There's a new magazine about to hit the internet "stands" called Silver & Grace.  This magazine is specifically designed with us 40 plus'ers in mind.  Here to tell us all about her new endevour is owner/operater, Elizabeth Fayle.  Check out what she has to say... 


Tell us a bit about yourself:

Let’s see. Federal public servant by day (blech!), and by night, online magazine founder and editor, writer, jewelry designer, spiritual advisor, home renovator, gardener, singer, guitar & piano player. Mom to 3 twenty-somethings (I started young!) and step-mom to a twelve year old. Oh, and primary caregiver of 2 cats, 2 rats, 3 Koi fish, and 1 frog. And might I boldly add Wife Extraordinaire.

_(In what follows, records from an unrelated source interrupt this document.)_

use std::cell::RefCell;
use std::rc::Rc;
use std::time::Duration;

use leptos::prelude::*;
use leptos::task::spawn_local;
use log::warn;
use wasm_bindgen::prelude::*;
use web_sys::{CanvasRenderingContext2d, HtmlCanvasElement, MouseEvent, WheelEvent, Window};

use super::ExplorerStatus;
use super::render;
use super::state::CanvasState;
use super::timer::BrowserTimer;
use crate::graph::click::{ClickAction, ClickResolver};
use crate::graph::geometry::Point;
use crate::graph::layout::LayoutKind;
use crate::graph::session::ExploreSession;
use crate::graph::types::NodeId;

fn publish(status: RwSignal<ExplorerStatus>, session: &ExploreSession, error: Option<String>) {
	status.set(ExplorerStatus::of(&session.explorer().borrow()).with_error(error));
}

fn spawn_explore(session: ExploreSession, status: RwSignal<ExplorerStatus>, id: NodeId) {
	status.update(|s| s.loading = true);
	spawn_local(async move {
		let error = session.explore(&id).await.err().map(|e| {
			warn!("explore {id} failed: {e}");
			e.to_string()
		});
		publish(status, &session, error);
	});
}

fn pointer(canvas: &HtmlCanvasElement, ev: &MouseEvent) -> (f64, f64) {
	let rect = canvas.get_bounding_client_rect();
	(
		ev.client_x() as f64 - rect.left(),
		ev.client_y() as f64 - rect.top(),
	)
}

#[component]
pub fn ExplorerCanvas(
	session: ExploreSession,
	#[prop(into)] layout: Signal<LayoutKind>,
	status: RwSignal<ExplorerStatus>,
	#[prop(default = false)] fullscreen: bool,
	#[prop(default = None)] width: Option<f64>,
	#[prop(default = None)] height: Option<f64>,
) -> impl IntoView {
	let canvas_ref = NodeRef::<leptos::html::Canvas>::new();
	let config = session.explorer().borrow().config().clone();
	let state: Rc<RefCell<Option<CanvasState>>> = Rc::new(RefCell::new(None));
	let animate: Rc<RefCell<Option<Closure<dyn FnMut()>>>> = Rc::new(RefCell::new(None));
	let resize_cb: Rc<RefCell<Option<Closure<dyn FnMut()>>>> = Rc::new(RefCell::new(None));
	let overlay_pos: RwSignal<Option<(f64, f64)>> = RwSignal::new(None);

	let dispatch: Rc<dyn Fn(ClickAction)> = {
		let session = session.clone();
		Rc::new(move |action: ClickAction| {
			let action = session.explorer().borrow().route(action);
			match action {
				ClickAction::Select(id) => {
					let error = session.explorer().borrow_mut().select(&id).err().map(|e| e.to_string());
					publish(status, &session, error);
				}
				ClickAction::Explore(id) | ClickAction::ContextExplore(id) => {
					spawn_explore(session.clone(), status, id);
				}
			}
		})
	};

	let resolver = Rc::new(RefCell::new(ClickResolver::new(
		BrowserTimer::default(),
		Duration::from_millis(config.double_click_ms),
	)));
	{
		let (weak, dispatch) = (Rc::downgrade(&resolver), dispatch.clone());
		resolver.borrow().timer().on_elapsed(move |token| {
			let Some(resolver) = weak.upgrade() else {
				return;
			};
			let action = {
				let mut r = resolver.borrow_mut();
				r.timer_mut().forget(token);
				r.timer_elapsed(token)
			};
			if let Some(action) = action {
				dispatch(action);
			}
		});
	}

	let (state_init, animate_init, resize_cb_init) =
		(state.clone(), animate.clone(), resize_cb.clone());
	let explorer_init = session.explorer().clone();

	Effect::new(move |_| {
		let Some(canvas) = canvas_ref.get() else {
			return;
		};
		let canvas: HtmlCanvasElement = canvas.into();
		let Some(window) = web_sys::window() else {
			return;
		};
		let inner_size = |win: &Window| {
			(
				win.inner_width().ok().and_then(|v| v.as_f64()).unwrap_or(800.0),
				win.inner_height().ok().and_then(|v| v.as_f64()).unwrap_or(600.0),
			)
		};

		let (w, h) = if fullscreen {
			inner_size(&window)
		} else {
			(
				width.unwrap_or_else(|| {
					canvas
						.parent_element()
						.map(|p| p.client_width() as f64)
						.unwrap_or(800.0)
				}),
				height.unwrap_or_else(|| {
					canvas
						.parent_element()
						.map(|p| p.client_height() as f64)
						.unwrap_or(600.0)
				}),
			)
		};
		canvas.set_width(w as u32);
		canvas.set_height(h as u32);

		let Some(ctx) = canvas
			.get_context("2d")
			.ok()
			.flatten()
			.and_then(|c| c.dyn_into::<CanvasRenderingContext2d>().ok())
		else {
			warn!("2d canvas context unavailable");
			return;
		};
		*state_init.borrow_mut() = Some(CanvasState::new(&config, w, h));

		if fullscreen {
			let (state_resize, canvas_resize) = (state_init.clone(), canvas.clone());
			*resize_cb_init.borrow_mut() = Some(Closure::new(move || {
				let Some(win) = web_sys::window() else {
					return;
				};
				let (nw, nh) = inner_size(&win);
				canvas_resize.set_width(nw as u32);
				canvas_resize.set_height(nh as u32);
				if let Some(ref mut s) = *state_resize.borrow_mut() {
					s.resize(nw, nh);
				}
			}));
			if let Some(ref cb) = *resize_cb_init.borrow() {
				let _ =
					window.add_event_listener_with_callback("resize", cb.as_ref().unchecked_ref());
			}
		}

		let (state_anim, animate_inner, explorer_anim) =
			(state_init.clone(), animate_init.clone(), explorer_init.clone());
		let canvas_anim = canvas.clone();
		*animate_init.borrow_mut() = Some(Closure::new(move || {
			if let Some(ref mut s) = *state_anim.borrow_mut() {
				let ex = explorer_anim.borrow();
				s.set_layout(layout.get_untracked());
				s.sync(&ex);
				s.tick(0.016, ex.hovered().is_some());
				render::render(s, &ex, &ctx);

				if s.overlay.target() != ex.selected() {
					s.overlay.track(ex.selected().map(str::to_string));
				}
				let now = Duration::from_secs_f64(js_sys::Date::now() / 1000.0);
				let target = s.overlay.target().and_then(|id| s.position(id));
				let rect = canvas_anim.get_bounding_client_rect();
				let transform = s.transform;
				let next = s
					.overlay
					.refresh(now, target, &transform, Point::new(rect.left(), rect.top()))
					.map(|p| (p.x, p.y));
				if overlay_pos.get_untracked() != next {
					overlay_pos.set(next);
				}
			}
			if let Some(ref cb) = *animate_inner.borrow() {
				if let Some(win) = web_sys::window() {
					let _ = win.request_animation_frame(cb.as_ref().unchecked_ref());
				}
			}
		}));
		if let Some(ref cb) = *animate_init.borrow() {
			let _ = window.request_animation_frame(cb.as_ref().unchecked_ref());
		}
	});

	let state_md = state.clone();
	let on_mousedown = move |ev: MouseEvent| {
		let Some(canvas) = canvas_ref.get() else {
			return;
		};
		let (x, y) = pointer(&canvas, &ev);
		if let Some(ref mut s) = *state_md.borrow_mut() {
			s.drag.moved = false;
			if let Some(id) = s.node_at_position(x, y) {
				s.drag.node_start = s.position(&id).unwrap_or_default();
				s.drag.active = true;
				s.drag.node = Some(id);
				s.drag.start_x = x;
				s.drag.start_y = y;
			} else {
				s.pan.active = true;
				s.pan.start_x = x;
				s.pan.start_y = y;
				s.pan.transform_start_x = s.transform.x;
				s.pan.transform_start_y = s.transform.y;
			}
		}
	};

	let (state_mm, explorer_mm) = (state.clone(), session.explorer().clone());
	let on_mousemove = move |ev: MouseEvent| {
		let Some(canvas) = canvas_ref.get() else {
			return;
		};
		let (x, y) = pointer(&canvas, &ev);
		if let Some(ref mut s) = *state_mm.borrow_mut() {
			// Update hover state when not dragging
			if !s.drag.active {
				let hovered = s.node_at_position(x, y);
				explorer_mm.borrow_mut().hover(hovered.as_deref());
			}

			if s.drag.active {
				if let Some(id) = s.drag.node.clone() {
					let (dx, dy) = (
						(x - s.drag.start_x) / s.transform.k,
						(y - s.drag.start_y) / s.transform.k,
					);
					if dx.abs() + dy.abs() > 0.5 {
						s.drag.moved = true;
					}
					let to = Point::new(s.drag.node_start.x + dx, s.drag.node_start.y + dy);
					s.drag_node(&id, to);
				}
			} else if s.pan.active {
				if (x - s.pan.start_x).abs() + (y - s.pan.start_y).abs() > 2.0 {
					s.drag.moved = true;
				}
				s.pan_to(x, y);
			}
		}
	};

	let state_mu = state.clone();
	let on_mouseup = move |_: MouseEvent| {
		if let Some(ref mut s) = *state_mu.borrow_mut() {
			s.drag.active = false;
			s.drag.node = None;
			s.pan.active = false;
		}
	};

	let (state_ml, explorer_ml) = (state.clone(), session.explorer().clone());
	let on_mouseleave = move |_: MouseEvent| {
		if let Some(ref mut s) = *state_ml.borrow_mut() {
			s.drag.active = false;
			s.drag.node = None;
			s.pan.active = false;
		}
		explorer_ml.borrow_mut().hover(None);
	};

	let state_wh = state.clone();
	let on_wheel = move |ev: WheelEvent| {
		ev.prevent_default();
		let Some(canvas) = canvas_ref.get() else {
			return;
		};
		let (x, y) = pointer(&canvas, &ev);
		if let Some(ref mut s) = *state_wh.borrow_mut() {
			let factor = if ev.delta_y() > 0.0 { 0.9 } else { 1.1 };
			s.zoom_at(x, y, factor);
		}
	};

	let hit_test = {
		let state = state.clone();
		move |ev: &MouseEvent| -> Option<Option<NodeId>> {
			let canvas = canvas_ref.get()?;
			let (x, y) = pointer(&canvas, ev);
			let guard = state.borrow();
			let s = guard.as_ref()?;
			// A click that ends a drag or pan is not a click.
			if s.drag.moved {
				return None;
			}
			Some(s.node_at_position(x, y))
		}
	};

	let (resolver_click, dispatch_click, session_click, hit_click) =
		(resolver.clone(), dispatch.clone(), session.clone(), hit_test.clone());
	let on_click = move |ev: MouseEvent| {
		let Some(hit) = hit_click(&ev) else {
			return;
		};
		match hit {
			Some(id) => {
				let action = resolver_click.borrow_mut().primary_click(&id);
				if let Some(action) = action {
					dispatch_click(action);
				}
			}
			None => {
				resolver_click.borrow_mut().background_click();
				session_click.explorer().borrow_mut().clear_selection();
				publish(status, &session_click, None);
			}
		}
	};

	let (resolver_ctx, dispatch_ctx) = (resolver.clone(), dispatch.clone());
	let on_contextmenu = move |ev: MouseEvent| {
		ev.prevent_default();
		if let Some(Some(id)) = hit_test(&ev) {
			let action = resolver_ctx.borrow_mut().secondary_click(&id);
			if let Some(action) = action {
				dispatch_ctx(action);
			}
		}
	};

	let (session_focus, state_focus) = (session.clone(), state.clone());
	let on_focus = move |_: MouseEvent| {
		let focused = session_focus.explorer().borrow_mut().focus();
		if let (Some(id), Some(s)) = (focused, state_focus.borrow_mut().as_mut()) {
			s.focus_on(&id);
		}
	};

	let (session_explore, dispatch_explore) = (session.clone(), dispatch.clone());
	let on_explore = move |_: MouseEvent| {
		let selected = session_explore.explorer().borrow().selected().map(str::to_string);
		if let Some(id) = selected {
			dispatch_explore(ClickAction::Explore(id));
		}
	};

	let session_remove = session.clone();
	let on_remove = move |_: MouseEvent| {
		let selected = session_remove.explorer().borrow().selected().map(str::to_string);
		if let Some(id) = selected {
			let error = session_remove.explorer().borrow_mut().remove_node(&id).err().map(|e| e.to_string());
			publish(status, &session_remove, error);
		}
	};

	let state_pause = state.clone();
	let on_pause = move |_: MouseEvent| {
		if let Some(s) = state_pause.borrow_mut().as_mut() {
			s.toggle_simulation();
		}
	};

	view! {
		<div class="explorer-canvas">
			<canvas
				node_ref=canvas_ref
				class="force-graph-canvas"
				on:mousedown=on_mousedown
				on:mousemove=on_mousemove
				on:mouseup=on_mouseup
				on:mouseleave=on_mouseleave
				on:wheel=on_wheel
				on:click=on_click
				on:contextmenu=on_contextmenu
				style="display: block; cursor: grab;"
			/>
			<div
				class="node-overlay"
				style:position="fixed"
				style:display=move || if overlay_pos.get().is_some() { "flex" } else { "none" }
				style:left=move || overlay_pos.get().map(|(x, _)| format!("{}px", x + 12.0)).unwrap_or_default()
				style:top=move || overlay_pos.get().map(|(_, y)| format!("{}px", y - 12.0)).unwrap_or_default()
			>
				<button on:click=on_focus>"Focus"</button>
				<button on:click=on_explore>"Explore"</button>
				<button on:click=on_remove>"Remove"</button>
			</div>
			<button class="physics-toggle" on:click=on_pause>"Pause / resume physics"</button>
		</div>
	}
}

I am 47, looking forward to 48, and 49, and 50, and …well, you get the idea.

You've started a new online magazine, please tell us all about it

I have been blogging on Silver & Grace for over a year, and in that year have met many talented writers who are as passionate about promoting aging gracefully as I am. I’m all about building community, so it was a natural progression for me to bring together all these writers into a single community.

We officially launch on October 4th – I am so excited! Each Monday, I will post an editorial on the week’s articles. Tuesday through Friday will feature articles of interest to women over 40.

What made you decide to start Silver & Grace?

One word - perimenopause! I was blogging under the pen name of the Urban Panther, and I found I was spending more and more time exploring the changes going on in my body, mind and spirit.

I wanted to face all these changes with informed grace. This meant reading everything in sight, and conversing with my ‘sisters’. Next thing I knew, Silver & Grace was born, and a community of like-minded women evolved.

Do you take freelance writing? How does one go about submitting?

I most certainly do! Just drop me a line at [email protected] and I will send you all the details.

What are you particularily interested in seeing?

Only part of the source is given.